» DATASET CONTENT:

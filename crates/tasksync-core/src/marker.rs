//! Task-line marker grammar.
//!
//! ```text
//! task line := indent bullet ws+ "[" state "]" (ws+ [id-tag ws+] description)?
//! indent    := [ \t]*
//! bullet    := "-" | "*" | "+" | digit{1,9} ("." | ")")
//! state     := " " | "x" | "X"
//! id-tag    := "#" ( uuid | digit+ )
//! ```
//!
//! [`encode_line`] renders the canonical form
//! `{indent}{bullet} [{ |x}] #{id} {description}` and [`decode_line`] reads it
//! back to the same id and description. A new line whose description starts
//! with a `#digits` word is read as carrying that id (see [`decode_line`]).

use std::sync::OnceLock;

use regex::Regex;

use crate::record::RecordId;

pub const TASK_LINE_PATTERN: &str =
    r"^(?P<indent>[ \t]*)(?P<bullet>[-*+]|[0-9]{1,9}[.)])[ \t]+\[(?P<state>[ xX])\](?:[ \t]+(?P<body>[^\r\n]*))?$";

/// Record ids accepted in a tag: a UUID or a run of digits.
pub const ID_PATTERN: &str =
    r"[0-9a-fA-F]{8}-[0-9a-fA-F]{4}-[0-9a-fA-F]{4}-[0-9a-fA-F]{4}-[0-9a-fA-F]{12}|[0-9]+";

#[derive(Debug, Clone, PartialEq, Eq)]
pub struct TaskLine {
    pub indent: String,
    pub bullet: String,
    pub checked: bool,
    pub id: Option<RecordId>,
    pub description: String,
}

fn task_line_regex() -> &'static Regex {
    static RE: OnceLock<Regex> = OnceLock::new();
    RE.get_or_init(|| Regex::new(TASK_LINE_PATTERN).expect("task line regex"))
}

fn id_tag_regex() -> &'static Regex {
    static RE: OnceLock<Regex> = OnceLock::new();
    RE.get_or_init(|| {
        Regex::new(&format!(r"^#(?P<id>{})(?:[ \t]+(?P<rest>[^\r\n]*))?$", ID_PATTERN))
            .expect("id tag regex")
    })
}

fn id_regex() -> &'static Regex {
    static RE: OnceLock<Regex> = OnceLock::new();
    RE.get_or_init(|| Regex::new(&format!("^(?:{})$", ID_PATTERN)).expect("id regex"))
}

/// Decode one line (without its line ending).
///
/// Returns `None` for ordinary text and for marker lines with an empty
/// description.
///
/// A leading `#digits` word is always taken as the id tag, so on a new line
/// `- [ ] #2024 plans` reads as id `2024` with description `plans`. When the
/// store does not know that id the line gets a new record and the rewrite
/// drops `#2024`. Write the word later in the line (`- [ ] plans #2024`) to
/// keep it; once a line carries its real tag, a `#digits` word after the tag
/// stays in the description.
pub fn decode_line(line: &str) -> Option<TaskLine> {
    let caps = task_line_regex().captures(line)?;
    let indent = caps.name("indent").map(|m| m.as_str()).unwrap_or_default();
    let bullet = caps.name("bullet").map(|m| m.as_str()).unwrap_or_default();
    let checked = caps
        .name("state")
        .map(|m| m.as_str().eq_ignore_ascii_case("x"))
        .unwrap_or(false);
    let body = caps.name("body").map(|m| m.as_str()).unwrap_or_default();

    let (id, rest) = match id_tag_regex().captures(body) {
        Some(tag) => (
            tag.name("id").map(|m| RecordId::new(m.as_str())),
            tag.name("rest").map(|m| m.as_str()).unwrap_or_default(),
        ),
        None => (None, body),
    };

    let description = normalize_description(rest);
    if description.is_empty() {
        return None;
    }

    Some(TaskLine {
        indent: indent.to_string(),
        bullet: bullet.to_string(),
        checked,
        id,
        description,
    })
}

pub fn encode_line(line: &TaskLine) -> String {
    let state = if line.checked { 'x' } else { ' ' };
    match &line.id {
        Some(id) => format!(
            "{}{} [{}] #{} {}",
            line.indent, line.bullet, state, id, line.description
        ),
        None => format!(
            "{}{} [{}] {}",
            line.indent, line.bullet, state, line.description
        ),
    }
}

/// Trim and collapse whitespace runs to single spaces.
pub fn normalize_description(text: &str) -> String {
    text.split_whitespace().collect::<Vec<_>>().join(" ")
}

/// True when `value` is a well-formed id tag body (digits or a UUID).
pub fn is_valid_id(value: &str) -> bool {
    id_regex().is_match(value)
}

* * *

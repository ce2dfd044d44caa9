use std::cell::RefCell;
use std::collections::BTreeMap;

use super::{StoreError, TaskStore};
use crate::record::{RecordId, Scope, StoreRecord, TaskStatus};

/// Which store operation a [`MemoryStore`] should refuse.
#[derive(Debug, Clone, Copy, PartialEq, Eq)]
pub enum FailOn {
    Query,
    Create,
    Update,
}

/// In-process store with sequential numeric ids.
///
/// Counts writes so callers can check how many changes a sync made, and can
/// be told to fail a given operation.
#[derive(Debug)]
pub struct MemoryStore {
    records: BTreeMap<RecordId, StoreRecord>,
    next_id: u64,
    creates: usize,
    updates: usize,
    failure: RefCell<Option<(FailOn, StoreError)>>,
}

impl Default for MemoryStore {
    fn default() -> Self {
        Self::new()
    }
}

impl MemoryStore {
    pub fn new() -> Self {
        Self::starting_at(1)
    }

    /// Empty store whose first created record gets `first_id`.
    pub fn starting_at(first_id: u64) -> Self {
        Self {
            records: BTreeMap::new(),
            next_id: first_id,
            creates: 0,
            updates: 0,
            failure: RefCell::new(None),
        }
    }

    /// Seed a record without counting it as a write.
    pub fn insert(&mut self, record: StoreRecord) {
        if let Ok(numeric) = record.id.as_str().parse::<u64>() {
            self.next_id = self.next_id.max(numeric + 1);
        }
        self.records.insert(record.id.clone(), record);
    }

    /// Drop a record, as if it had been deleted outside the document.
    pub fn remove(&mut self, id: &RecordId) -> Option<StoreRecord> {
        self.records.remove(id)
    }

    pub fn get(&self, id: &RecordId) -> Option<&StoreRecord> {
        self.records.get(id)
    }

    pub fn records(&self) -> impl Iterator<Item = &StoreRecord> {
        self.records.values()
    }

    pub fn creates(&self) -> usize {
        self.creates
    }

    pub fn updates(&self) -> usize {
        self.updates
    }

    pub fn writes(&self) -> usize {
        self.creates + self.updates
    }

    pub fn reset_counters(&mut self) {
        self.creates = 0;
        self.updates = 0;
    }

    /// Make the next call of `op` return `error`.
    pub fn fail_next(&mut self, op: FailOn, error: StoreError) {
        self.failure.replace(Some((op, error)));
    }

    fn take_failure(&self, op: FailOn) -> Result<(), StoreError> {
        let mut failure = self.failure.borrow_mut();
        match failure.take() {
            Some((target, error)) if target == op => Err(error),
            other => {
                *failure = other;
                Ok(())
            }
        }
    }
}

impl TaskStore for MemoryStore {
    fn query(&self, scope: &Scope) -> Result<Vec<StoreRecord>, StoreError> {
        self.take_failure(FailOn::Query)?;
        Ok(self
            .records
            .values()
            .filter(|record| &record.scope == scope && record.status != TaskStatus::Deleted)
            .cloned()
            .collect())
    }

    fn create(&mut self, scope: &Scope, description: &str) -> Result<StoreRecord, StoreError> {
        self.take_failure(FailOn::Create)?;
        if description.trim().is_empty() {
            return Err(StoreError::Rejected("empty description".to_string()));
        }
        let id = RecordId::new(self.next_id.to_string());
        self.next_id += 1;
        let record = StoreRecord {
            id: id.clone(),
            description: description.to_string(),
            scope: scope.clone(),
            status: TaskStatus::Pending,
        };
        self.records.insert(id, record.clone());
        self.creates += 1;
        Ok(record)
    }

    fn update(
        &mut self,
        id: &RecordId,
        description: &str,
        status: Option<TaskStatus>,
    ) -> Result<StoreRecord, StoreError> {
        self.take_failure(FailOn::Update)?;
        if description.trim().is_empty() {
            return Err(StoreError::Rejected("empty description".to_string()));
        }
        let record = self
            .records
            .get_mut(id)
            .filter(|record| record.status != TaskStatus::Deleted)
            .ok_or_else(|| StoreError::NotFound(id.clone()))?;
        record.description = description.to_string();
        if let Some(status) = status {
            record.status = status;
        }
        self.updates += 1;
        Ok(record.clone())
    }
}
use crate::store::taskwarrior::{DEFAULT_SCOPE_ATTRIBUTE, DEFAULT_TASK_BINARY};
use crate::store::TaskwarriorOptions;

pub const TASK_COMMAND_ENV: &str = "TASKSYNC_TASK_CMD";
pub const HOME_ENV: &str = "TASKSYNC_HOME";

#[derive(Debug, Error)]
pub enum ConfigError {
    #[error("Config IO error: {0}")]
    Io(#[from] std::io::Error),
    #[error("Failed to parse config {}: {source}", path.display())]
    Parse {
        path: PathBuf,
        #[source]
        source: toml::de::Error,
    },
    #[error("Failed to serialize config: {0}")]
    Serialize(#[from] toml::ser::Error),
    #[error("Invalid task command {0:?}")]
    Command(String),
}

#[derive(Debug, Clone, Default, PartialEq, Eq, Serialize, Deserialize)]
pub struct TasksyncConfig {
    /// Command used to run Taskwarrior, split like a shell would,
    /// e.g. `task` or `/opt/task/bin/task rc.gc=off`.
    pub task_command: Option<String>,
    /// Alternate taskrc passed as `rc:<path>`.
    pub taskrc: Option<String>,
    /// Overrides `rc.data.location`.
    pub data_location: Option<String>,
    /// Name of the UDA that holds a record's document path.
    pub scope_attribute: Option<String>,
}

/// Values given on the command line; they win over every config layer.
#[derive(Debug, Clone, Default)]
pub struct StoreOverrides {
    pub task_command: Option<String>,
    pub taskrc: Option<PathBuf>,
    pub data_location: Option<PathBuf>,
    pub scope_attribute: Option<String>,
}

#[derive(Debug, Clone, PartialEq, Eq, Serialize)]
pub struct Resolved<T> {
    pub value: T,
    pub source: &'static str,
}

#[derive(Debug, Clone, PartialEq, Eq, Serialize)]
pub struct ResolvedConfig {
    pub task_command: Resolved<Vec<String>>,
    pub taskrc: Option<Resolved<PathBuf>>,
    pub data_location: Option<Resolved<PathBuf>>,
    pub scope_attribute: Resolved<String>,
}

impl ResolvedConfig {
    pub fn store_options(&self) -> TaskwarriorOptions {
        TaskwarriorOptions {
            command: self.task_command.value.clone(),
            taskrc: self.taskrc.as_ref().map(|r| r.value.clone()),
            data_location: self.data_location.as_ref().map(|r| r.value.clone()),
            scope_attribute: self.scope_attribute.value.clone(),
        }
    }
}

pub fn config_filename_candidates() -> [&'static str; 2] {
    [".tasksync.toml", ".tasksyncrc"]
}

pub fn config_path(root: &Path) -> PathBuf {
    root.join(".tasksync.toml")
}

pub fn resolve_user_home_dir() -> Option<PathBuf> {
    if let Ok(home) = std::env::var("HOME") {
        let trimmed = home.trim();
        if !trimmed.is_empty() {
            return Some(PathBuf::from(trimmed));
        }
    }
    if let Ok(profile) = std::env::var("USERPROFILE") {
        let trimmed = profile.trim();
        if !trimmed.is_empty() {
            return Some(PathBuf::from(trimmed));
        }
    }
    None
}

» EXERCISE AIM: From the entries above, extract only the lines running from the one containing "let id = RecordId::new(self.next_id.to_string());" through the one containing "self.creates += 1;", inclusive.

» THE COMPLETED TASK:
        let id = RecordId::new(self.next_id.to_string());
        self.next_id += 1;
        let record = StoreRecord {
            id: id.clone(),
            description: description.to_string(),
            scope: scope.clone(),
            status: TaskStatus::Pending,
        };
        self.records.insert(id, record.clone());
        self.creates += 1;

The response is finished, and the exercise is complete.